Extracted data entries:
━━━━━━━━━━

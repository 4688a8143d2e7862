//! Wire-Format fuer TCP-Verbindungen
//!
//! Zeilenbasiertes Protokoll: jede Nachricht ist eine Textzeile mit
//! abschliessendem CRLF. Beim Lesen wird auch ein einzelnes LF akzeptiert.
//!
//! ```text
//! loggedin userid=5 nickname="Anna" chanid=1\r\n
//! ```
//!
//! Der Decoder liefert nie einen Fehler fuer eine einzelne kaputte Zeile,
//! sondern [`Eingang::Ungueltig`]. Nur IO-Fehler und ueberlange Zeilen
//! beenden den Stream.

use bytes::{BufMut, BytesMut};
use std::io;
use tokio_util::codec::{Decoder, Encoder};

use crate::error::ProtokollFehler;
use crate::konstanten::PONG;
use crate::message::{parse, ProtocolMessage};

// ---------------------------------------------------------------------------
// Konstanten
// ---------------------------------------------------------------------------

/// Standard-maximale Zeilenlaenge (64 KB)
pub const DEFAULT_MAX_ZEILEN_LAENGE: usize = 64 * 1024;

/// Zeilenende beim Senden
pub const ZEILENENDE: &[u8] = b"\r\n";

// ---------------------------------------------------------------------------
// Eingang
// ---------------------------------------------------------------------------

/// Ergebnis einer dekodierten Zeile
#[derive(Debug, Clone, PartialEq, Eq)]
pub enum Eingang {
    /// Gueltige Nachricht
    Nachricht(ProtocolMessage),
    /// Antwort auf `ping` (wird nicht dispatcht)
    Pong,
    /// Zeile liess sich nicht parsen
    Ungueltig(ProtokollFehler),
}

impl Eingang {
    fn aus_bytes(zeile: &[u8]) -> Self {
        let text = match std::str::from_utf8(zeile) {
            Ok(t) => t.trim(),
            Err(_) => return Eingang::Ungueltig(ProtokollFehler::KeinUtf8),
        };
        if text.eq_ignore_ascii_case(PONG) {
            return Eingang::Pong;
        }
        match parse(text) {
            Ok(nachricht) => Eingang::Nachricht(nachricht),
            Err(e) => Eingang::Ungueltig(e),
        }
    }
}

// ---------------------------------------------------------------------------
// ZeilenCodec
// ---------------------------------------------------------------------------

/// tokio-util Codec fuer das TeamTalk-Zeilenprotokoll
///
/// Implementiert `Encoder<ProtocolMessage>` und `Decoder` fuer
/// `FramedRead`/`FramedWrite` auf den Haelften eines `TcpStream`.
///
/// # Beispiel
///
/// ```rust,no_run
/// use tokio_util::codec::FramedRead;
/// use teamtalk_protocol::wire::ZeilenCodec;
///
/// // let (lesen, schreiben) = stream.into_split();
/// // let leser = FramedRead::new(lesen, ZeilenCodec::new());
/// ```
#[derive(Debug, Clone)]
pub struct ZeilenCodec {
    /// Maximale erlaubte Zeilenlaenge in Bytes (ohne Zeilenende)
    max_zeilen_laenge: usize,
    /// Ab hier im Puffer nach dem naechsten LF suchen
    such_start: usize,
}

impl ZeilenCodec {
    /// Erstellt einen neuen `ZeilenCodec` mit Standard-Limits
    pub fn new() -> Self {
        Self::with_max_laenge(DEFAULT_MAX_ZEILEN_LAENGE)
    }

    pub fn with_max_laenge(max_zeilen_laenge: usize) -> Self {
        Self {
            max_zeilen_laenge,
            such_start: 0,
        }
    }

    pub fn max_zeilen_laenge(&self) -> usize {
        self.max_zeilen_laenge
    }

    /// Prueft ob eine gebaute Zeile gesendet werden darf
    pub fn zeile_pruefen(&self, zeile: &str) -> Result<(), ProtokollFehler> {
        if zeile.len() > self.max_zeilen_laenge {
            return Err(ProtokollFehler::ZeileZuLang {
                laenge: zeile.len(),
                maximum: self.max_zeilen_laenge,
            });
        }
        Ok(())
    }
}

impl Default for ZeilenCodec {
    fn default() -> Self {
        Self::new()
    }
}

// ---------------------------------------------------------------------------
// Decoder-Implementierung
// ---------------------------------------------------------------------------

impl Decoder for ZeilenCodec {
    type Item = Eingang;
    type Error = io::Error;

    fn decode(&mut self, src: &mut BytesMut) -> Result<Option<Self::Item>, Self::Error> {
        let Some(offset) = src[self.such_start..].iter().position(|b| *b == b'\n') else {
            if src.len() > self.max_zeilen_laenge {
                return Err(io::Error::new(
                    io::ErrorKind::InvalidData,
                    format!(
                        "Zeile zu lang: mehr als {} Bytes ohne Zeilenende",
                        self.max_zeilen_laenge
                    ),
                ));
            }
            // Bereits durchsuchte Bytes nicht erneut pruefen
            self.such_start = src.len();
            return Ok(None);
        };

        let ende = self.such_start + offset;
        self.such_start = 0;

        let zeile = src.split_to(ende + 1);
        let mut inhalt = &zeile[..ende];
        if let Some(ohne_cr) = inhalt.strip_suffix(b"\r") {
            inhalt = ohne_cr;
        }
        if inhalt.len() > self.max_zeilen_laenge {
            return Err(io::Error::new(
                io::ErrorKind::InvalidData,
                format!(
                    "Zeile zu lang: {} Bytes (Maximum: {} Bytes)",
                    inhalt.len(),
                    self.max_zeilen_laenge
                ),
            ));
        }

        Ok(Some(Eingang::aus_bytes(inhalt)))
    }

    fn decode_eof(&mut self, src: &mut BytesMut) -> Result<Option<Self::Item>, Self::Error> {
        if let Some(eingang) = self.decode(src)? {
            return Ok(Some(eingang));
        }
        // Letzte Zeile ohne Zeilenende
        if src.is_empty() {
            return Ok(None);
        }
        self.such_start = 0;
        let rest = src.split();
        Ok(Some(Eingang::aus_bytes(&rest)))
    }
}

// ---------------------------------------------------------------------------
// Encoder-Implementierung
// ---------------------------------------------------------------------------

impl Encoder<ProtocolMessage> for ZeilenCodec {
    type Error = io::Error;

    fn encode(&mut self, item: ProtocolMessage, dst: &mut BytesMut) -> Result<(), Self::Error> {
        let zeile = item.build();
        self.zeile_pruefen(&zeile)
            .map_err(|e| io::Error::new(io::ErrorKind::InvalidData, e))?;

        dst.reserve(zeile.len() + ZEILENENDE.len());
        dst.put_slice(zeile.as_bytes());
        dst.put_slice(ZEILENENDE);

        Ok(())
    }
}

// ---------------------------------------------------------------------------
// Tests
// ---------------------------------------------------------------------------

#[cfg(test)]
mod tests {
    use super::*;
    use crate::value::Value;

    fn dekodieren(codec: &mut ZeilenCodec, buf: &mut BytesMut) -> Eingang {
        codec
            .decode(buf)
            .unwrap()
            .expect("Muss eine Zeile enthalten")
    }

    #[test]
    fn encode_haengt_crlf_an() {
        let mut codec = ZeilenCodec::new();
        let mut buf = BytesMut::new();
        codec
            .encode(ProtocolMessage::neu("login").mit("id", 1u64), &mut buf)
            .unwrap();
        assert_eq!(&buf[..], b"login id=1\r\n");
    }

    #[test]
    fn decode_crlf_und_lf() {
        let mut codec = ZeilenCodec::new();
        let mut buf = BytesMut::from(&b"begin id=1\r\nend id=1\n"[..]);

        let erste = dekodieren(&mut codec, &mut buf);
        let zweite = dekodieren(&mut codec, &mut buf);
        match (erste, zweite) {
            (Eingang::Nachricht(a), Eingang::Nachricht(b)) => {
                assert_eq!(a.event, "begin");
                assert_eq!(b.event, "end");
                assert_eq!(b.param("id"), Some(&Value::Integer(1)));
            }
            andere => panic!("Erwartet zwei Nachrichten, erhalten {andere:?}"),
        }
        assert!(buf.is_empty());
    }

    #[test]
    fn decode_unvollstaendige_zeile() {
        let mut codec = ZeilenCodec::new();
        let mut buf = BytesMut::from(&b"loggedin userid=3 nick"[..]);
        assert!(codec.decode(&mut buf).unwrap().is_none());

        buf.extend_from_slice(b"name=\"Anna\"\r\n");
        match dekodieren(&mut codec, &mut buf) {
            Eingang::Nachricht(n) => {
                assert_eq!(n.param("nickname"), Some(&Value::Text("Anna".into())))
            }
            andere => panic!("Erwartet Nachricht, erhalten {andere:?}"),
        }
    }

    #[test]
    fn decode_pong_wird_erkannt() {
        let mut codec = ZeilenCodec::new();
        let mut buf = BytesMut::from(&b"pong\r\n"[..]);
        assert_eq!(dekodieren(&mut codec, &mut buf), Eingang::Pong);
    }

    #[test]
    fn decode_kaputte_zeile_ist_kein_stream_fehler() {
        let mut codec = ZeilenCodec::new();
        let mut buf = BytesMut::from(&b"ev k=\"offen\r\nping\r\n"[..]);
        assert_eq!(
            dekodieren(&mut codec, &mut buf),
            Eingang::Ungueltig(ProtokollFehler::OffenesAnfuehrungszeichen)
        );
        // Die folgende Zeile wird normal gelesen
        assert!(matches!(dekodieren(&mut codec, &mut buf), Eingang::Nachricht(_)));
    }

    #[test]
    fn decode_leere_zeile_und_ungueltiges_utf8() {
        let mut codec = ZeilenCodec::new();
        let mut buf = BytesMut::from(&b"\r\n\xff\xfe\r\n"[..]);
        assert_eq!(
            dekodieren(&mut codec, &mut buf),
            Eingang::Ungueltig(ProtokollFehler::LeereZeile)
        );
        assert_eq!(
            dekodieren(&mut codec, &mut buf),
            Eingang::Ungueltig(ProtokollFehler::KeinUtf8)
        );
    }

    #[test]
    fn decode_ablehnung_zu_langer_zeile() {
        let mut codec = ZeilenCodec::with_max_laenge(16);
        let mut buf = BytesMut::from(&[b'x'; 32][..]);
        assert!(codec.decode(&mut buf).is_err());
    }

    #[test]
    fn decode_eof_ohne_zeilenende() {
        let mut codec = ZeilenCodec::new();
        let mut buf = BytesMut::from(&b"end id=1"[..]);
        assert!(codec.decode(&mut buf).unwrap().is_none());
        assert!(matches!(
            codec.decode_eof(&mut buf).unwrap(),
            Some(Eingang::Nachricht(_))
        ));
        assert!(codec.decode_eof(&mut buf).unwrap().is_none());
    }

    #[test]
    fn encode_ablehnung_zu_grosse_nachricht() {
        let mut codec = ZeilenCodec::with_max_laenge(8);
        let mut buf = BytesMut::new();
        let ergebnis = codec.encode(
            ProtocolMessage::neu("message").mit("content", "viel zu lang"),
            &mut buf,
        );
        assert!(ergebnis.is_err());
        assert!(buf.is_empty());
    }

    #[test]
    fn zeile_pruefen_grenze() {
        let codec = ZeilenCodec::with_max_laenge(4);
        assert!(codec.zeile_pruefen("ping").is_ok());
        assert_eq!(
            codec.zeile_pruefen("pings"),
            Err(ProtokollFehler::ZeileZuLang { laenge: 5, maximum: 4 })
        );
    }
}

━━━━━━━━━━

The lines needed are those in the data above that hold the string "Zeilenlaenge"; copy each of them.

/// Standard-maximale Zeilenlaenge (64 KB)
    /// Maximale erlaubte Zeilenlaenge in Bytes (ohne Zeilenende)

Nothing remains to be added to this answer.